BERLIN - Une dispute très émotionnelle sur la nomination d'un juge de la Cour suprême en Allemagne a mis en lumière les divisions croissantes au sein du nouveau gouvernement de coalition du chancelier conservateur Friedrich Merz, a rapporté Politico.
Le conflit, qui comprend des allégations controversées de plagiat et un débat houleux sur l'avortement, menace de saper la coalition centriste de M. Merz, deux mois seulement après l'entrée en fonction du chancelier.
"Ce n'est pas un bon jour pour la démocratie dans notre pays". a déclaré vendredi à propos de l'affrontement Dirk WiesePrésident adjoint de la faction parlementaire du parti social-démocrate de centre-gauche.
Le bloc conservateur de M. Merz a refusé de soutenir Frauke Brosius-Gersdorf, une juge nommée par ses partenaires de la coalition SPD, en invoquant de nouvelles allégations selon lesquelles elle aurait plagié sa thèse de doctorat en 1997. Les politiciens de gauche affirment que l'accusation de plagiat est fausse et que la véritable raison de l'opposition des conservateurs à la juge est sa position relativement progressiste sur l'avortement.
Le vote parlementaire sur la nomination de Brosius-Gersdorf, prévu pour vendredi, a été reporté après que les conservateurs ont demandé au SPD de retirer le juge de la sélection.

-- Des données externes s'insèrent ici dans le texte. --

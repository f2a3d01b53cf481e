// This file is part of Opvet.
//
// Opvet is free software: you can redistribute it and/or modify it under the
// terms of the GNU Lesser General Public License as published by the Free Software
// Foundation, either version 3 of the License, or (at your option) any later version.
//
// Opvet is distributed in the hope that it will be useful, but WITHOUT ANY WARRANTY;
// without even the implied warranty of MERCHANTABILITY or FITNESS FOR A PARTICULAR PURPOSE.
// See the GNU General Public License for more details.
//
// You should have received a copy of the GNU General Public License along with Opvet.
// If not, see https://www.gnu.org/licenses/.

use std::collections::HashMap;

use ethers::{
    types::{Address, Bytes, H256, I256, U256, U512},
    utils::keccak256,
};
use tracing::trace;

use crate::{
    memory::MAX_MEMORY_BYTES, EvmError, Memory, Stack, StateManager, StepSink, StepView,
};

/// Maximum call-tree depth
const MAX_CALL_DEPTH: u32 = 64;

/// Fixed block context the interpreter executes against.
///
/// The values are deterministic stand-ins: block-dependent opcodes still
/// execute (rejecting them is the validation inspector's job, not the
/// interpreter's), and two runs of the same call always observe the same
/// environment.
#[derive(Clone, Debug)]
pub struct BlockEnv {
    /// `NUMBER`
    pub number: U256,
    /// `TIMESTAMP`
    pub timestamp: U256,
    /// `COINBASE`
    pub coinbase: Address,
    /// `DIFFICULTY` / `PREVRANDAO`
    pub prev_randao: H256,
    /// `GASLIMIT`
    pub gas_limit: U256,
    /// `BASEFEE`
    pub base_fee: U256,
    /// `GASPRICE`
    pub gas_price: U256,
    /// `CHAINID`
    pub chain_id: U256,
    /// `BLOCKHASH`, returned for any queried block number
    pub block_hash: H256,
}

impl Default for BlockEnv {
    fn default() -> Self {
        Self {
            number: U256::from(100),
            timestamp: U256::from(1_700_000_000_u64),
            coinbase: Address::zero(),
            prev_randao: H256::zero(),
            gas_limit: U256::from(30_000_000_u64),
            base_fee: U256::from(7),
            gas_price: U256::from(10),
            chain_id: U256::one(),
            block_hash: H256::zero(),
        }
    }
}

/// Parameters of a top-level call
#[derive(Clone, Debug)]
pub struct CallParams {
    /// The account issuing the call
    pub caller: Address,
    /// The account being called
    pub to: Address,
    /// Wei sent with the call
    pub value: U256,
    /// Calldata
    pub data: Vec<u8>,
    /// Gas budget for the call
    pub gas_limit: u64,
}

/// The result of a completed top-level call
#[derive(Clone, Debug)]
pub struct CallOutcome {
    /// Returned data
    pub output: Bytes,
    /// Gas consumed by the call
    pub gas_used: u64,
}

/// The embedded EVM: state plus a fixed block environment.
#[derive(Debug, Default)]
pub struct Evm {
    state: StateManager,
    env: BlockEnv,
    transient: HashMap<(Address, H256), H256>,
}

// Per-frame execution context
struct Frame {
    code_address: Address,
    address: Address,
    caller: Address,
    origin: Address,
    value: U256,
    calldata: Vec<u8>,
    gas_limit: u64,
    is_static: bool,
    depth: u32,
}

struct ExecOutput {
    output: Vec<u8>,
    gas_used: u64,
}
// This file is part of Opvet.
//
// Opvet is free software: you can redistribute it and/or modify it under the
// terms of the GNU Lesser General Public License as published by the Free Software
// Foundation, either version 3 of the License, or (at your option) any later version.
//
// Opvet is distributed in the hope that it will be useful, but WITHOUT ANY WARRANTY;
// without even the implied warranty of MERCHANTABILITY or FITNESS FOR A PARTICULAR PURPOSE.
// See the GNU General Public License for more details.
//
// You should have received a copy of the GNU General Public License along with Opvet.
// If not, see https://www.gnu.org/licenses/.

use std::collections::HashMap;

use ethers::types::Address;
use opvet_types::{ReputationEntry, ReputationStatus};
use parking_lot::RwLock;

/// Thresholds for deriving a status from an address's failure count
#[derive(Debug, Clone, Copy)]
pub struct ReputationParams {
    /// Failures at or above which an address is throttled
    pub throttle_threshold: u64,
    /// Failures at or above which an address is banned
    pub ban_threshold: u64,
}

impl Default for ReputationParams {
    fn default() -> Self {
        Self {
            throttle_threshold: 2,
            ban_threshold: 5,
        }
    }
}

/// Per-address reputation for factories and paymasters.
///
/// The store is deterministic: status is a pure function of the failure
/// count, with no wall-clock decay. Updates happen only in the driver's
/// post-phase step, so a simulation never observes reputation changes it
/// caused itself.
#[cfg_attr(test, mockall::automock)]
pub trait ReputationTracker: Send + Sync {
    /// The current status of `address`; unknown addresses are `Ok`
    fn status(&self, address: Address) -> ReputationStatus;

    /// Record one observed operation for `address`, counting a failure
    /// when `successful` is false, and re-derive its status
    fn update(&self, address: Address, successful: bool);

    /// Forget everything about `address`
    fn clear(&self, address: Address);

    /// The stored entry for `address`, if it has been observed
    fn entry(&self, address: Address) -> Option<ReputationEntry>;

    /// All stored entries
    fn dump(&self) -> Vec<ReputationEntry>;
}

/// The default in-memory [`ReputationTracker`], a hash map keyed by
/// address behind a read-write lock.
pub struct InMemoryReputation {
    state: RwLock<ReputationInner>,
}

impl InMemoryReputation {
    /// A store with the given thresholds
    pub fn new(params: ReputationParams) -> Self {
        Self {
            state: RwLock::new(ReputationInner {
                counts: HashMap::new(),
                params,
            }),
        }
    }
}

impl Default for InMemoryReputation {
    fn default() -> Self {
        Self::new(ReputationParams::default())
    }
}

impl ReputationTracker for InMemoryReputation {
    fn status(&self, address: Address) -> ReputationStatus {
        self.state.read().status(address)
    }

    fn update(&self, address: Address, successful: bool) {
        self.state.write().update(address, successful);
    }

    fn clear(&self, address: Address) {
        self.state.write().counts.remove(&address);
    }

    fn entry(&self, address: Address) -> Option<ReputationEntry> {
        self.state.read().entry(address)
    }

    fn dump(&self) -> Vec<ReputationEntry> {
        let state = self.state.read();
        let mut entries: Vec<_> = state
            .counts
            .keys()
            .filter_map(|address| state.entry(*address))
            .collect();
        entries.sort_by_key(|entry| entry.address);
        entries
    }
}

#[derive(Debug)]
struct ReputationInner {
    counts: HashMap<Address, AddressCount>,
    params: ReputationParams,
}

impl ReputationInner {
    fn status(&self, address: Address) -> ReputationStatus {
        self.counts
            .get(&address)
            .map(|count| self.params.status_for(count.ops_failed))
            .unwrap_or(ReputationStatus::Ok)
    }

    fn update(&mut self, address: Address, successful: bool) {
        let count = self.counts.entry(address).or_default();
        count.ops_seen += 1;
        if !successful {
            count.ops_failed += 1;
        }
    }

    fn entry(&self, address: Address) -> Option<ReputationEntry> {
        self.counts.get(&address).map(|count| ReputationEntry {
            address,
            ops_seen: count.ops_seen,
            ops_failed: count.ops_failed,
            status: self.params.status_for(count.ops_failed),
        })
    }
}

impl ReputationParams {
    fn status_for(&self, ops_failed: u64) -> ReputationStatus {
        if ops_failed >= self.ban_threshold {
            ReputationStatus::Banned
        } else if ops_failed >= self.throttle_threshold {
            ReputationStatus::Throttled
        } else {
            ReputationStatus::Ok
        }
    }
}

#[derive(Debug, Default, Clone)]
struct AddressCount {
    ops_seen: u64,
    ops_failed: u64,
}

#[cfg(test)]
mod tests {
    use super::*;

    fn addr(byte: u8) -> Address {
        Address::repeat_byte(byte)
    }

    #[test]
    fn unknown_addresses_are_ok() {
        let reputation = InMemoryReputation::default();
        assert_eq!(reputation.status(addr(0x01)), ReputationStatus::Ok);
        assert!(reputation.entry(addr(0x01)).is_none());
    }

    #[test]
    fn failures_walk_through_throttled_to_banned() {
        let reputation = InMemoryReputation::default();
        let address = addr(0x02);

        reputation.update(address, false);
        assert_eq!(reputation.status(address), ReputationStatus::Ok);

        reputation.update(address, false);
        assert_eq!(reputation.status(address), ReputationStatus::Throttled);

        for _ in 0..3 {
            reputation.update(address, false);
        }
        assert_eq!(reputation.status(address), ReputationStatus::Banned);
    }

    #[test]
    fn successes_never_improve_a_ban() {
        let reputation = InMemoryReputation::default();
        let address = addr(0x03);
        for _ in 0..5 {
            reputation.update(address, false);
        }
        for _ in 0..100 {
            reputation.update(address, true);
        }
        // status is a pure function of ops_failed, which never decreases
        assert_eq!(reputation.status(address), ReputationStatus::Banned);
        let entry = reputation.entry(address).unwrap();
        assert_eq!(entry.ops_seen, 105);
        assert_eq!(entry.ops_failed, 5);
    }

    #[test]
    fn counters_are_monotonic() {
        let reputation = InMemoryReputation::default();
        let address = addr(0x04);
        let mut last_seen = 0;
        let mut last_failed = 0;
        for i in 0..20 {
            reputation.update(address, i % 3 == 0);
            let entry = reputation.entry(address).unwrap();
            assert!(entry.ops_seen >= last_seen);
            assert!(entry.ops_failed >= last_failed);
            last_seen = entry.ops_seen;
            last_failed = entry.ops_failed;
        }
    }

    #[test]
    fn clear_removes_the_entry() {
        let reputation = InMemoryReputation::default();
        let address = addr(0x05);
        for _ in 0..5 {
            reputation.update(address, false);
        }
        assert_eq!(reputation.status(address), ReputationStatus::Banned);
        reputation.clear(address);
        assert_eq!(reputation.status(address), ReputationStatus::Ok);
        assert!(reputation.dump().is_empty());
    }

    #[test]
    fn custom_thresholds_apply() {
        let reputation = InMemoryReputation::new(ReputationParams {
            throttle_threshold: 1,
            ban_threshold: 2,
        });
        let address = addr(0x06);
        reputation.update(address, false);
        assert_eq!(reputation.status(address), ReputationStatus::Throttled);
        reputation.update(address, false);
        assert_eq!(reputation.status(address), ReputationStatus::Banned);
    }
}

Les politiciens du SPD ont réagi avec indignation.
"Nous assistons à une campagne de diffamation sans fondement dont est victime un candidat hautement qualifié, à la carrière irréprochable et jouissant d'une large reconnaissance professionnelle", a déclaré le président de la Commission européenne. a déclaré M. Wiese, député européen du SPD.
Six politiciens conservateurs, sous couvert d'anonymat, ont déclaré à Politico cette semaine qu'ils faisaient partie des deux ou trois douzaines de législateurs qui prévoyaient de rejeter Brosius-Gersdorf en raison de ses opinions sur l'avortement. Les dirigeants du bloc conservateur de Merz ont tenté de persuader ces législateurs de renoncer à leur opposition ces derniers jours, mais sans succès, selon les législateurs.
Ce conflit met en évidence non seulement les différences émergentes au sein de la coalition, mais aussi sa fragilité relative compte tenu de la faible majorité parlementaire du gouvernement et de la montée des partis radicaux. La popularité du parti d'extrême droite Alternative pour l'Allemagne (AfD), qui est désormais le deuxième parti au Bundestag, signifie que la coalition centriste de M. Merz ne contrôle que 52 % des sièges parlementaires, ce qui la rend particulièrement vulnérable aux différends, même mineurs, et aux défections de la base.